Benoît Nihant: « On est d’accord. J’ai été le premier à quitter mon emploi, à créer l’entreprise et il fallait un nom. À l’époque, on n’a pas pensé aux répercussions. Mais ça aurait été beaucoup plus juste de mettre nos deux noms, ou un nom tout à fait autre. »
Anne et vous, vous vous êtes rencontrés à l’Université de Liège. Où, à ma connaissance, il n’y a pas de filière chocolat. On va donc reprendre votre parcours…
Benoît Nihant: « À ce moment-là, j’étudiais pour être ingénieur commercial. J’avais des cours d’économie, mais aussi des cours plus techniques comme l’électricité, la physique, la chimie, etc. Et avant même d’obtenir mon diplôme, j’ai été engagé dans un grand groupe sidérurgique et militaire. Ou j’ai travaillé sept ans. Anne, elle, était en sciences éco. Puis elle a travaillé dans le domaine bancaire. »
Mais vous rêviez d’avoir un projet à deux.
On travaillait dans de grosses sociétés, on manquait de choses concrètes et du côté créatif. On sentait qu’on ne pourrait pas faire ça toute notre vie. Avec Anne, on a toujours eu un attrait commun pour la gastronomie en général et l’envie de travailler ensemble au quotidien. On voulait un métier de cœur, qui nous fasse oublier la différence entre vie privée et vie professionnelle. »
Mais alors, vous vous êtes trompés de filière tous les deux en commençant vos études ?
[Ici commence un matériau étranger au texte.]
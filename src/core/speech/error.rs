//! Error taxonomy for the speech client.

use thiserror::Error;

use super::messages::ErrorResponse;
use crate::transport::TransportError;

/// Result type for speech operations
pub type SpeechResult<T> = Result<T, SpeechError>;

/// Every failure a speech operation can report.
///
/// `NotFinished` is a control signal rather than a failure: the job exists
/// and is still transcribing. Match on it instead of comparing messages.
#[derive(Debug, Error)]
pub enum SpeechError {
    /// The audio source is missing or ambiguous. Raised before any I/O.
    #[error("Invalid request: {0}")]
    Validation(String),

    /// Reading the local audio file failed while streaming it.
    #[error("Audio I/O error: {0}")]
    Io(#[from] std::io::Error),

    /// The recognition config could not be serialized.
    #[error("Failed to encode recognition config: {0}")]
    Encode(#[source] serde_json::Error),

    /// The HTTP exchange itself failed.
    #[error("Transport error: {0}")]
    Transport(#[from] TransportError),

    /// The server answered with a non-200 status.
    #[error("Server error ({status}): {body}")]
    Server { status: u16, body: String },

    /// The response body was not the expected JSON.
    #[error("Failed to decode response: {0}")]
    Decode(#[source] serde_json::Error),

    /// The response decoded but broke the protocol (unknown job status,
    /// missing job id).
    #[error("Protocol error ({reason}): {body}")]
    Protocol { reason: String, body: String },

    /// The job is still transcribing; poll again later.
    #[error("Result is not complete yet")]
    NotFinished,

    /// The server reported that the job failed.
    #[error("Recognition job {id} failed")]
    Failed { id: String },

    /// The caller's cancellation token fired.
    #[error("Operation cancelled")]
    Cancelled,
}

impl SpeechError {
    /// `true` for the "poll again later" signal.
    pub fn is_not_finished(&self) -> bool {
        matches!(self, SpeechError::NotFinished)
    }

    /// `true` for failures a caller might reasonably retry (network errors and 5xx).
    /// The client itself never retries.
    pub fn is_retryable(&self) -> bool {
        match self {
            SpeechError::Transport(TransportError::Auth(_)) => false,
            SpeechError::Transport(_) => true,
            SpeechError::Server { status, .. } => *status >= 500,
            _ => false,
        }
    }

    /// HTTP status for `Server` errors.
    pub fn status_code(&self) -> Option<u16> {
        match self {
            SpeechError::Server { status, .. } => Some(*status),
            _ => None,
        }
    }

    /// The API's `{code, msg}` error body for `Server` errors, when present.
    pub fn error_response(&self) -> Option<ErrorResponse> {
        match self {
            SpeechError::Server { body, .. } => ErrorResponse::parse(body),
            _ => None,
        }
    }
}

#[cfg(test)]
mod tests {
    use super::*;

    #[test]
    fn test_not_finished_is_distinguishable() {
        assert!(SpeechError::NotFinished.is_not_finished());
        assert!(!SpeechError::Failed { id: "x".into() }.is_not_finished());
        assert!(!SpeechError::Cancelled.is_not_finished());
    }

    #[test]
    fn test_retryable_classification() {
        let server = |status| SpeechError::Server {
            status,
            body: String::new(),
        };
        assert!(server(503).is_retryable());
        assert!(!server(400).is_retryable());
        assert!(SpeechError::Transport(TransportError::Timeout("slow".into())).is_retryable());
        assert!(!SpeechError::Validation("bad".into()).is_retryable());
        assert!(!SpeechError::NotFinished.is_retryable());
    }

    #[test]
    fn test_server_error_display_contains_body() {
        let err = SpeechError::Server {
            status: 500,
            body: "boom".to_string(),
        };
        assert_eq!(err.status_code(), Some(500));
        assert!(err.to_string().contains("boom"));
        assert!(err.to_string().contains("500"));
        assert_eq!(err.error_response(), None);
    }

    #[test]
    fn test_error_response_from_server_body() {
        let err = SpeechError::Server {
            status: 401,
            body: r#"{"code":"H0002","msg":"invalid token"}"#.to_string(),
        };
        let detail = err.error_response().unwrap();
        assert_eq!(detail.code, "H0002");
        assert_eq!(detail.msg, "invalid token");
        assert_eq!(SpeechError::NotFinished.error_response(), None);
    }
}
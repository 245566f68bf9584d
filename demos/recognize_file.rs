//! Transcribe a local audio file.
//!
//! ```text
//! VITO_CLIENT_ID=... VITO_CLIENT_SECRET=... \
//!     cargo run --example recognize_file -- meeting.wav --speakers 2
//! ```
//!
//! Ctrl-C cancels the upload or the polling wait.

use std::path::PathBuf;
use std::time::Duration;

use anyhow::Context;
use clap::Parser;
use tokio_util::sync::CancellationToken;
use tracing::info;
use tracing_subscriber::EnvFilter;

use vito_speech::{
    AudioSource, ClientConfig, RecognitionConfig, RecognizeRequest, RestClient, SpeechError,
};

/// Batch-transcribe an audio file with the VITO API
#[derive(Parser, Debug)]
#[command(name = "recognize_file")]
#[command(version, about, long_about = None)]
struct Cli {
    /// Audio file to transcribe
    audio: PathBuf,

    /// Path to configuration file (YAML)
    #[arg(short = 'c', long = "config", value_name = "FILE")]
    config: Option<PathBuf>,

    /// Recognition model
    #[arg(short = 'm', long = "model")]
    model: Option<String>,

    /// Enable diarization with this many expected speakers (0 = auto)
    #[arg(short = 's', long = "speakers")]
    speakers: Option<u32>,

    /// Polling interval in milliseconds
    #[arg(long = "poll-ms")]
    poll_ms: Option<u64>,

    /// Submit only and print the job id
    #[arg(long = "no-wait")]
    no_wait: bool,
}

#[tokio::main]
async fn main() -> anyhow::Result<()> {
    // Load .env file if it exists (must be done before config loading)
    let _ = dotenvy::dotenv();

    tracing_subscriber::fmt()
        .with_env_filter(
            EnvFilter::try_from_default_env().unwrap_or_else(|_| EnvFilter::new("info")),
        )
        .init();

    let cli = Cli::parse();

    let mut config = match &cli.config {
        Some(path) => ClientConfig::from_file(path)
            .with_context(|| format!("loading {}", path.display()))?,
        None => ClientConfig::from_env()?,
    };
    if let Some(ms) = cli.poll_ms {
        config = config.with_polling_interval(Duration::from_millis(ms));
    }

    let client = RestClient::new(config)?;

    let mut recognition = RecognitionConfig::default();
    if let Some(model) = cli.model {
        recognition = recognition.with_model(model);
    }
    if let Some(speakers) = cli.speakers {
        recognition = recognition.with_diarization(speakers);
    }
    let request = RecognizeRequest::new(recognition, AudioSource::from_path(cli.audio));

    let cancel = CancellationToken::new();
    let on_ctrl_c = cancel.clone();
    tokio::spawn(async move {
        if tokio::signal::ctrl_c().await.is_ok() {
            info!("Interrupted, cancelling");
            on_ctrl_c.cancel();
        }
    });

    if cli.no_wait {
        let id = client.recognize_async(&request, &cancel).await?;
        println!("{id}");
        return Ok(());
    }

    match client.recognize(&request, &cancel).await {
        Ok(response) => {
            for utterance in response.utterances() {
                println!(
                    "[{:>7.2}s] spk{}: {}",
                    utterance.start_at as f64 / 1000.0,
                    utterance.spk,
                    utterance.msg
                );
            }
            Ok(())
        }
        Err(SpeechError::Cancelled) => {
            eprintln!("cancelled");
            Ok(())
        }
        Err(e) => Err(e.into()),
    }
}
//! Client configuration
//!
//! Configuration comes from built-in defaults, environment variables (a `.env`
//! file is loaded into the environment by the application at startup), and an
//! optional YAML file. Priority: YAML > ENV vars > .env values > defaults.
//!
//! # Example
//! ```rust,no_run
//! use vito_speech::config::ClientConfig;
//! use std::path::PathBuf;
//!
//! # fn main() -> Result<(), Box<dyn std::error::Error>> {
//! // Load from environment variables only
//! let config = ClientConfig::from_env()?;
//!
//! // Load from YAML file with environment variables as the base
//! let config = ClientConfig::from_file(&PathBuf::from("vito.yaml"))?;
//!
//! println!("Submitting to {}", config.rest_endpoint());
//! # Ok(())
//! # }
//! ```

use std::env;
use std::path::Path;
use std::time::Duration;
use thiserror::Error;

mod yaml;

pub use yaml::YamlConfig;

use crate::auth::Credentials;
use crate::transport::{DEFAULT_CONNECT_TIMEOUT_SECS, DEFAULT_TIMEOUT_SECS};

// =============================================================================
// Constants
// =============================================================================

/// Default API host.
pub const DEFAULT_API_BASE: &str = "https://openapi.vito.ai";

/// Path of the batch transcription resource, relative to the API base.
pub const TRANSCRIBE_PATH: &str = "/v1/transcribe";

/// Interval between status fetches while waiting for a job to finish.
pub const DEFAULT_POLLING_INTERVAL_MS: u64 = 4000;

/// Audio chunks buffered between the writer task and the HTTP body.
pub const DEFAULT_PIPE_CAPACITY: usize = 8;

/// Size of each audio chunk read from disk.
pub const DEFAULT_CHUNK_SIZE: usize = 32 * 1024;

pub const ENV_API_BASE: &str = "VITO_API_BASE";
pub const ENV_REST_ENDPOINT: &str = "VITO_REST_ENDPOINT";
pub const ENV_CLIENT_ID: &str = "VITO_CLIENT_ID";
pub const ENV_CLIENT_SECRET: &str = "VITO_CLIENT_SECRET";
pub const ENV_POLLING_INTERVAL_MS: &str = "VITO_POLLING_INTERVAL_MS";

// =============================================================================
// Errors
// =============================================================================

/// Errors raised while loading or validating configuration.
#[derive(Debug, Error)]
pub enum ConfigError {
    #[error("Failed to read config file {path}: {source}")]
    Read {
        path: String,
        #[source]
        source: std::io::Error,
    },

    #[error("Failed to parse config file: {0}")]
    Parse(String),

    #[error("Invalid value for {name}: {value}")]
    InvalidValue { name: String, value: String },

    #[error("Invalid configuration: {0}")]
    Invalid(String),
}

// =============================================================================
// ClientConfig
// =============================================================================

/// Settings for [`RestClient`](crate::RestClient).
#[derive(Debug, Clone)]
pub struct ClientConfig {
    /// API host, e.g. `https://openapi.vito.ai`. Also used for token requests.
    pub api_base: String,
    /// Overrides the transcription endpoint derived from `api_base`.
    pub rest_endpoint_override: Option<String>,
    /// Client credentials. When absent, requests are sent unauthenticated.
    pub credentials: Option<Credentials>,
    /// Delay before each status fetch in [`RestClient::recognize`](crate::RestClient::recognize).
    pub polling_interval: Duration,
    /// Deadline for status fetches and token requests. Audio uploads are
    /// bounded only by the caller's cancellation token.
    pub request_timeout: Duration,
    pub connect_timeout: Duration,
    /// Maximum number of audio chunks queued ahead of the HTTP body.
    pub pipe_capacity: usize,
    /// Read size for file-backed audio.
    pub chunk_size: usize,
}

impl Default for ClientConfig {
    fn default() -> Self {
        Self {
            api_base: DEFAULT_API_BASE.to_string(),
            rest_endpoint_override: None,
            credentials: None,
            polling_interval: Duration::from_millis(DEFAULT_POLLING_INTERVAL_MS),
            request_timeout: Duration::from_secs(DEFAULT_TIMEOUT_SECS),
            connect_timeout: Duration::from_secs(DEFAULT_CONNECT_TIMEOUT_SECS),
            pipe_capacity: DEFAULT_PIPE_CAPACITY,
            chunk_size: DEFAULT_CHUNK_SIZE,
        }
    }
}

impl ClientConfig {
    /// Load configuration from environment variables over built-in defaults.
    pub fn from_env() -> Result<Self, ConfigError> {
        let mut config = Self::default();

        if let Some(base) = read_env(ENV_API_BASE) {
            config.api_base = base;
        }
        config.rest_endpoint_override = read_env(ENV_REST_ENDPOINT);

        config.credentials = match (read_env(ENV_CLIENT_ID), read_env(ENV_CLIENT_SECRET)) {
            (Some(id), Some(secret)) => Some(Credentials::new(id, secret)),
            (None, None) => None,
            _ => {
                return Err(ConfigError::Invalid(format!(
                    "{ENV_CLIENT_ID} and {ENV_CLIENT_SECRET} must be set together"
                )));
            }
        };

        if let Some(raw) = read_env(ENV_POLLING_INTERVAL_MS) {
            let ms = raw.parse::<u64>().map_err(|_| ConfigError::InvalidValue {
                name: ENV_POLLING_INTERVAL_MS.to_string(),
                value: raw.clone(),
            })?;
            config.polling_interval = Duration::from_millis(ms);
        }

        config.validate()?;
        Ok(config)
    }

    /// Load configuration from a YAML file, using environment variables as the base.
    pub fn from_file(path: &Path) -> Result<Self, ConfigError> {
        let yaml = YamlConfig::from_file(path)?;
        let mut config = Self::from_env()?;
        config.apply_yaml(yaml)?;
        config.validate()?;
        Ok(config)
    }

    fn apply_yaml(&mut self, yaml: YamlConfig) -> Result<(), ConfigError> {
        if let Some(api) = yaml.api {
            if let Some(base) = api.base_url {
                self.api_base = base;
            }
            if let Some(endpoint) = api.rest_endpoint {
                self.rest_endpoint_override = Some(endpoint);
            }
        }

        if let Some(auth) = yaml.auth {
            match (auth.client_id, auth.client_secret) {
                (Some(id), Some(secret)) => self.credentials = Some(Credentials::new(id, secret)),
                (None, None) => {}
                _ => {
                    return Err(ConfigError::Invalid(
                        "auth.client_id and auth.client_secret must be set together".to_string(),
                    ));
                }
            }
        }

        if let Some(ms) = yaml.polling.and_then(|p| p.interval_ms) {
            self.polling_interval = Duration::from_millis(ms);
        }

        if let Some(http) = yaml.http {
            if let Some(secs) = http.timeout_seconds {
                self.request_timeout = Duration::from_secs(secs);
            }
            if let Some(secs) = http.connect_timeout_seconds {
                self.connect_timeout = Duration::from_secs(secs);
            }
        }

        if let Some(upload) = yaml.upload {
            if let Some(capacity) = upload.pipe_capacity {
                self.pipe_capacity = capacity;
            }
            if let Some(size) = upload.chunk_size {
                self.chunk_size = size;
            }
        }

        Ok(())
    }

    /// Endpoint jobs are submitted to; results live at `<endpoint>/<id>`.
    pub fn rest_endpoint(&self) -> String {
        match &self.rest_endpoint_override {
            Some(endpoint) => endpoint.trim_end_matches('/').to_string(),
            None => format!("{}{}", self.api_base.trim_end_matches('/'), TRANSCRIBE_PATH),
        }
    }

    pub fn with_credentials(mut self, credentials: Credentials) -> Self {
        self.credentials = Some(credentials);
        self
    }

    pub fn with_polling_interval(mut self, interval: Duration) -> Self {
        self.polling_interval = interval;
        self
    }

    pub fn with_rest_endpoint(mut self, endpoint: impl Into<String>) -> Self {
        self.rest_endpoint_override = Some(endpoint.into());
        self
    }

    /// Check the configuration for values the client cannot work with.
    pub fn validate(&self) -> Result<(), ConfigError> {
        if self.api_base.trim().is_empty() {
            return Err(ConfigError::Invalid("API base URL is required".to_string()));
        }

        let endpoint = self.rest_endpoint();
        url::Url::parse(&endpoint).map_err(|e| ConfigError::InvalidValue {
            name: "rest_endpoint".to_string(),
            value: format!("{endpoint} ({e})"),
        })?;

        if self.polling_interval.is_zero() {
            return Err(ConfigError::Invalid(
                "Polling interval must be greater than zero".to_string(),
            ));
        }

        if self.pipe_capacity == 0 {
            return Err(ConfigError::Invalid(
                "Pipe capacity must be at least 1".to_string(),
            ));
        }

        if self.chunk_size == 0 {
            return Err(ConfigError::Invalid(
                "Chunk size must be greater than zero".to_string(),
            ));
        }

        if let Some(creds) = &self.credentials
            && (creds.client_id.is_empty() || creds.client_secret.is_empty())
        {
            return Err(ConfigError::Invalid(
                "Client id and client secret must both be non-empty".to_string(),
            ));
        }

        Ok(())
    }
}

fn read_env(name: &str) -> Option<String> {
    env::var(name).ok().filter(|v| !v.trim().is_empty())
}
Benoît Nihant: « Ah non, c’était très bien de commencer comme ça. Mais je crois qu’on n’a pas la maturité suffisante quand on choisit ses études. 18 ans, c’est trop jeune pour savoir ce qu’on veut faire de sa vie. On a fini nos études à 23 ans. C’est un âge où on n’a encore rien vécu, on ne sait pas ce que c’est un métier au quotidien. On a eu de la chance, finalement, parce que on a pu se rendre compte que ce n’était pas ça qui nous rendait heureux. »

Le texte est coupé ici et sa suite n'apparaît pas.